REQUIREMENT:
Your answer should be an exact copy of the lines from the start of the entries to the line containing "const SYMBOL_PATTERNS: &[(&str, &str)]", both included.

------------------------------------------------

use crate::patterns::compile_table;
use rand::Rng;
use rand::seq::SliceRandom;
use regex::Regex;
use serde::{Deserialize, Serialize};
use std::sync::LazyLock;

pub const MAX_KEYWORDS: usize = 6;
pub const DEFAULT_EMOTION: &str = "Mysterious";

const SYMBOL_PATTERNS: &[(&str, &str)] = &[
    ("Water", "ocean|sea|river|lake|rain|flood|wave|swimming|drowning"),
    ("Flying", "fly|flying|float|soar|airborne|wings"),
    ("Falling", "fall|falling|drop|plunge|descend"),
    ("Chase", "chase|chased|running|escape|pursued|hunt"),
    ("Death", "death|dying|dead|grave|funeral|corpse"),
    ("Animals", "dog|cat|bird|snake|spider|wolf|bear|dragon|creature"),
    ("Nature", "tree|forest|mountain|garden|flower|plant|wilderness"),
    ("Light", "light|sun|moon|star|glow|bright|radiance|illuminate"),
    ("Darkness", "dark|shadow|night|black|abyss|void"),
    ("People", "person|people|friend|stranger|family|crowd|face"),
    ("Buildings", "house|building|castle|tower|city|room|door|window"),
    ("Journey", "journey|travel|path|road|adventure|quest|destination"),
    ("Magic", "magic|spell|wizard|witch|enchant|mystical|supernatural"),
    ("Love", "love|heart|romance|kiss|embrace|passion"),
    ("Fear", "fear|scared|terror|anxiety|dread|panic"),
    ("Power", "power|strength|control|force|energy|ability"),
    ("Lost", "lost|confused|searching|missing|nowhere"),
    ("Time", "clock|time|hour|past|future|ancient|modern"),
];

// (emotion, pattern, weight) in tie-break order
const EMOTION_PATTERNS: &[(&str, &str, u32)] = &[
    ("Peaceful", "peace|calm|serene|tranquil|gentle|soft|quiet|relax", 1),
    ("Joyful", "joy|happy|delight|wonderful|beautiful|love|warm|bliss", 1),
    ("Anxious", "anxious|worry|nervous|stress|tense|uneasy|concern", 1),
    ("Fearful", "fear|scared|terror|afraid|dread|panic|frightened", 2),
    ("Melancholic", "sad|lonely|empty|loss|mourn|sorrow|distant", 1),
    ("Curious", "wonder|curious|explore|discover|mystery|unknown|strange", 1),
    ("Powerful", "power|strong|mighty|control|victory|triumph|confident", 1),
    ("Confused", "confus|lost|uncertain|unclear|strange|weird|bizarre", 1),
];

const SYMBOL_READINGS: &[(&str, &[&str])] = &[
    (
        "Water",
        &[
            "Water often symbolizes the unconscious mind and emotional depths.",
            "Flowing water may represent the passage of time or emotional release.",
            "Still waters might reflect inner peace or hidden emotions beneath the surface.",
        ],
    ),
    (
        "Flying",
        &[
            "Flight in dreams typically represents freedom, ambition, or transcendence.",
            "Soaring may indicate rising above challenges or gaining new perspective.",
            "The desire to fly often reflects aspirations and breaking free from limitations.",
        ],
    ),
    (
        "Falling",
        &[
            "Falling can symbolize loss of control, fear of failure, or vulnerability.",
            "This dream may reflect anxiety about a situation in waking life.",
            "Consider what you're holding onto too tightly; sometimes letting go is necessary.",
        ],
    ),
    (
        "Chase",
        &[
            "Being chased often represents avoidance of confronting something in your life.",
            "This dream suggests there may be unresolved issues seeking your attention.",
            "Face what pursues you; it may be less fearsome than it appears.",
        ],
    ),
    (
        "Light",
        &[
            "Light symbolizes clarity, truth, hope, or spiritual awakening.",
            "Illumination in dreams often precedes understanding or revelation.",
            "You may be on the threshold of an important realization.",
        ],
    ),
    (
        "Darkness",
        &[
            "Darkness represents the unknown, hidden aspects of self, or unexplored territory.",
            "This dream invites you to explore what lies beneath conscious awareness.",
            "Within darkness, seeds of transformation quietly grow.",
        ],
    ),
    (
        "Journey",
        &[
            "Journeys symbolize life's path, personal growth, or spiritual quest.",
            "The nature of your travels reflects your current life progression.",
            "Pay attention to companions, obstacles, and destinations along the way.",
        ],
    ),
    (
        "Magic",
        &[
            "Magical elements represent untapped potential, transformation, or possibility.",
            "This dream suggests you possess powers yet to be fully realized.",
            "Trust in your ability to manifest change through intention and will.",
        ],
    ),
];

const GENERIC_READING: &str = "Dreams are the soul's language, speaking in symbols beyond ordinary words. Each image holds meaning unique to your journey.";

const EMOTION_READINGS: &[(&str, &str)] = &[
    ("Peaceful", "The serene quality of this dream suggests inner harmony and alignment with your true self."),
    ("Joyful", "The joy present here may be calling you to embrace more lightness in your waking life."),
    ("Anxious", "Anxiety in dreams often amplifies concerns that need gentle attention and resolution."),
    ("Fearful", "Fear in dreams can be a protective messenger, highlighting what requires courage to face."),
    ("Melancholic", "Sadness in dreams may signal a need for closure, healing, or honoring what has passed."),
    ("Curious", "Your curiosity is a guiding light. Follow it toward discovery and growth."),
    ("Powerful", "This dream reflects your innate strength and capacity to shape your reality."),
    ("Confused", "Confusion often precedes clarity. Trust that understanding will emerge in time."),
    ("Mysterious", "Some dreams resist interpretation, preferring to work their magic quietly within."),
];

static SYMBOL_REGEXES: LazyLock<Vec<(&'static str, Regex)>> =
    LazyLock::new(|| compile_table(SYMBOL_PATTERNS.iter().copied()));

static EMOTION_REGEXES: LazyLock<Vec<((&'static str, u32), Regex)>> = LazyLock::new(|| {
    compile_table(
        EMOTION_PATTERNS
            .iter()
            .map(|(name, pattern, weight)| ((*name, *weight), *pattern)),
    )
});

#[derive(Debug, Clone, PartialEq, Eq, Serialize, Deserialize)]
pub struct DreamInsight {
    pub emotion: String,
    pub keywords: Vec<String>,
    pub interpretation: String,
}

/// Symbol names found in `text`, in declaration order, at most [`MAX_KEYWORDS`].
pub fn extract_keywords(text: &str) -> Vec<String> {
    let normalized = text.to_lowercase();

    SYMBOL_REGEXES
        .iter()
        .filter(|(_, regex)| regex.is_match(&normalized))
        .map(|(name, _)| (*name).to_string())
        .take(MAX_KEYWORDS)
        .collect()
}

/// Highest weighted emotion. The first emotion to reach the top score keeps it.
pub fn detect_emotion(text: &str) -> String {
    let normalized = text.to_lowercase();

    let (emotion, _) = EMOTION_REGEXES.iter().fold(
        (DEFAULT_EMOTION, 0_u32),
        |(best, best_score), ((name, weight), regex)| {
            let score = u32::from(regex.is_match(&normalized)) * weight;
            if score > best_score {
                (*name, score)
            } else {
                (best, best_score)
            }
        },
    );

    emotion.to_string()
}

pub fn interpret<R: Rng>(text: &str, rng: &mut R) -> DreamInsight {
    let keywords = extract_keywords(text);
    let emotion = detect_emotion(text);
    let interpretation = generate_interpretation(&keywords, &emotion, rng);

    DreamInsight {
        emotion,
        keywords,
        interpretation,
    }
}

/// Two sentences: a reading of the first keyword, then one for the emotion.
pub fn generate_interpretation<R: Rng>(keywords: &[String], emotion: &str, rng: &mut R) -> String {
    let main = keywords
        .first()
        .and_then(|primary| {
            SYMBOL_READINGS
                .iter()
                .find(|(name, _)| *name == primary.as_str())
                .and_then(|(_, readings)| readings.choose(rng))
        })
        .copied()
        .unwrap_or(GENERIC_READING);

    let insight = lookup(EMOTION_READINGS, emotion)
        .or_else(|| lookup(EMOTION_READINGS, DEFAULT_EMOTION))
        .unwrap_or_default();

    format!("{main} {insight}")
}

fn lookup(table: &[(&str, &'static str)], key: &str) -> Option<&'static str> {
    table
        .iter()
        .find(|(name, _)| *name == key)
        .map(|(_, value)| *value)
}
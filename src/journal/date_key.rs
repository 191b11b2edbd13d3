use chrono::{DateTime, NaiveDate, Utc};

pub const DAY_KEY_FORMAT: &str = "%Y-%m-%d";

/// Canonical `YYYY-MM-DD` key of the UTC calendar day containing `timestamp`.
pub fn day_key(timestamp: DateTime<Utc>) -> String {
    timestamp.format(DAY_KEY_FORMAT).to_string()
}

pub fn parse_day_key(key: &str) -> Option<NaiveDate> {
    NaiveDate::parse_from_str(key.trim(), DAY_KEY_FORMAT).ok()
}
pub mod categorizer;
pub mod insight;
pub mod report;
pub mod streak;

use crate::analyzer::report::{JournalSummary, SavedSummary};
use crate::config::Config;
use crate::journal::Journal;
use crate::journal::storage::SlotStorage;
use anyhow::Result;
use chrono::NaiveDate;
use rand::Rng;

pub fn summarize<S: SlotStorage, R: Rng>(
    journal: &Journal<S>,
    today: NaiveDate,
    rng: &mut R,
) -> JournalSummary {
    report::build_summary(journal.entries(), journal.day_keys(), today, rng)
}

pub fn generate_and_store_summary<S: SlotStorage, R: Rng>(
    config: &Config,
    journal: &Journal<S>,
    today: NaiveDate,
    rng: &mut R,
) -> Result<(JournalSummary, SavedSummary)> {
    let summary = summarize(journal, today, rng);
    let saved = report::save_summary_files(&summary, &config.export_dir)?;

    Ok((summary, saved))
}
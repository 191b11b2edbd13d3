pub mod prompt;

use crate::journal::model::{Category, Tag};
use crate::refine::Tone;
use clap::{Parser, Subcommand};

#[derive(Debug, Parser)]
#[command(name = "dreamtome", about = "A dream journal for the terminal")]
pub struct Cli {
    #[command(subcommand)]
    pub command: Commands,
}

#[derive(Debug, Subcommand)]
pub enum Commands {
    /// Record a dream. Prompts for missing fields.
    Add {
        #[arg(long)]
        title: Option<String>,
        #[arg(long)]
        content: Option<String>,
        #[arg(long, value_delimiter = ',')]
        tags: Vec<Tag>,
        #[arg(long, default_value_t = false)]
        refine: bool,
        #[arg(long)]
        tone: Option<Tone>,
    },
    List {
        #[arg(long)]
        search: Option<String>,
        #[arg(long)]
        category: Option<Category>,
    },
    View {
        id: String,
    },
    Update {
        id: String,
        #[arg(long)]
        title: Option<String>,
        #[arg(long)]
        content: Option<String>,
        #[arg(long)]
        category: Option<Category>,
        #[arg(long, value_delimiter = ',')]
        tags: Option<Vec<Tag>>,
    },
    Delete {
        id: String,
    },
    /// Emotion, symbols and a reading for one dream (the latest if no id).
    Interpret {
        id: Option<String>,
    },
    Stats {
        #[arg(long, default_value_t = false)]
        save: bool,
    },
    Export {
        id: Option<String>,
    },
    /// Erase every dream and every recorded day.
    Reset {
        #[arg(long, default_value_t = false)]
        yes: bool,
    },
    Demo {
        #[command(subcommand)]
        command: DemoCommands,
    },
    Config {
        #[command(subcommand)]
        command: ConfigCommands,
    },
    Status,
}

#[derive(Debug, Subcommand)]
pub enum DemoCommands {
    Generate {
        #[arg(long)]
        count: Option<usize>,
    },
    Clear,
}

#[derive(Debug, Subcommand)]
pub enum ConfigCommands {
    Set { key: String, value: String },
    Get { key: String },
}
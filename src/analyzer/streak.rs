use crate::journal::date_key::parse_day_key;
use chrono::NaiveDate;
use serde::{Deserialize, Serialize};
use std::collections::BTreeSet;

#[derive(Debug, Clone, Copy, Default, PartialEq, Eq, Serialize, Deserialize)]
#[serde(rename_all = "camelCase")]
pub struct StreakStats {
    pub current: u32,
    pub longest: u32,
    pub total: u32,
}

/// Streaks over a set of `YYYY-MM-DD` day keys, relative to `today`.
///
/// Keys that do not parse as dates are ignored. The current streak is only
/// alive when the latest key is today or yesterday.
pub fn compute_streaks<I, K>(day_keys: I, today: NaiveDate) -> StreakStats
where
    I: IntoIterator<Item = K>,
    K: AsRef<str>,
{
    let days = day_keys
        .into_iter()
        .filter_map(|key| parse_day_key(key.as_ref()))
        .collect::<BTreeSet<_>>()
        .into_iter()
        .collect::<Vec<_>>();

    let Some(&last) = days.last() else {
        return StreakStats::default();
    };

    let current = if (today - last).num_days() <= 1 {
        1 + days
            .windows(2)
            .rev()
            .take_while(|pair| gap_in_days(pair) == 1)
            .count() as u32
    } else {
        0
    };

    let (longest, _) = days
        .windows(2)
        .fold((1_u32, 1_u32), |(longest, run), pair| {
            let run = if gap_in_days(pair) == 1 { run + 1 } else { 1 };
            (longest.max(run), run)
        });

    StreakStats {
        current,
        longest: longest.max(current),
        total: days.len() as u32,
    }
}

fn gap_in_days(pair: &[NaiveDate]) -> i64 {
    (pair[1] - pair[0]).num_days()
}

#[cfg(test)]
mod tests {
    use super::{StreakStats, compute_streaks};
    use chrono::NaiveDate;

    fn day(y: i32, m: u32, d: u32) -> NaiveDate {
        NaiveDate::from_ymd_opt(y, m, d).unwrap()
    }

    #[test]
    fn empty_set_is_all_zero() {
        let keys: [&str; 0] = [];
        assert_eq!(compute_streaks(keys, day(2024, 1, 3)), StreakStats::default());
    }

    #[test]
    fn consecutive_days_ending_today() {
        let keys = ["2024-01-01", "2024-01-02", "2024-01-03"];

        let today = compute_streaks(keys, day(2024, 1, 3));
        assert_eq!(today, StreakStats { current: 3, longest: 3, total: 3 });

        let next_day = compute_streaks(keys, day(2024, 1, 4));
        assert_eq!(next_day.current, 3);

        let lapsed = compute_streaks(keys, day(2024, 1, 5));
        assert_eq!(lapsed, StreakStats { current: 0, longest: 3, total: 3 });
    }

    #[test]
    fn isolated_days_have_unit_longest() {
        let stats = compute_streaks(["2024-01-01", "2024-01-05"], day(2024, 6, 1));
        assert_eq!(stats, StreakStats { current: 0, longest: 1, total: 2 });
    }

    #[test]
    fn current_walks_back_from_latest_gap() {
        let keys = [
            "2024-01-10", "2024-01-01", "2024-01-02", "2024-01-03", "2024-01-04", "2024-01-09",
        ];
        let stats = compute_streaks(keys, day(2024, 1, 10));

        assert_eq!(stats.current, 2);
        assert_eq!(stats.longest, 4);
        assert_eq!(stats.total, 6);
    }

    #[test]
    fn duplicates_and_garbage_are_ignored() {
        let keys = ["2024-01-02", "2024-01-02", "not-a-day", "2024-01-03"];
        let stats = compute_streaks(keys, day(2024, 1, 3));

        assert_eq!(stats, StreakStats { current: 2, longest: 2, total: 2 });
    }

    #[test]
    fn streak_crosses_month_and_year_boundaries() {
        let keys = ["2023-12-30", "2023-12-31", "2024-01-01"];
        let stats = compute_streaks(keys, day(2024, 1, 1));

        assert_eq!(stats.current, 3);
        assert_eq!(stats.longest, 3);
    }

    #[test]
    fn longest_never_below_current() {
        let samples: [&[&str]; 4] = [
            &["2024-01-01"],
            &["2024-01-01", "2024-01-03"],
            &["2024-01-01", "2024-01-02", "2024-01-05", "2024-01-06", "2024-01-07"],
            &["2024-01-06", "2024-01-07"],
        ];

        for keys in samples {
            let stats = compute_streaks(keys.iter(), day(2024, 1, 7));
            assert!(stats.longest >= stats.current, "{keys:?} -> {stats:?}");
        }
    }
}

------------------------------------------------

ANSWER TO THIS EXERCISE:
use crate::patterns::compile_table;
use rand::Rng;
use rand::seq::SliceRandom;
use regex::Regex;
use serde::{Deserialize, Serialize};
use std::sync::LazyLock;

pub const MAX_KEYWORDS: usize = 6;
pub const DEFAULT_EMOTION: &str = "Mysterious";

const SYMBOL_PATTERNS: &[(&str, &str)] = &[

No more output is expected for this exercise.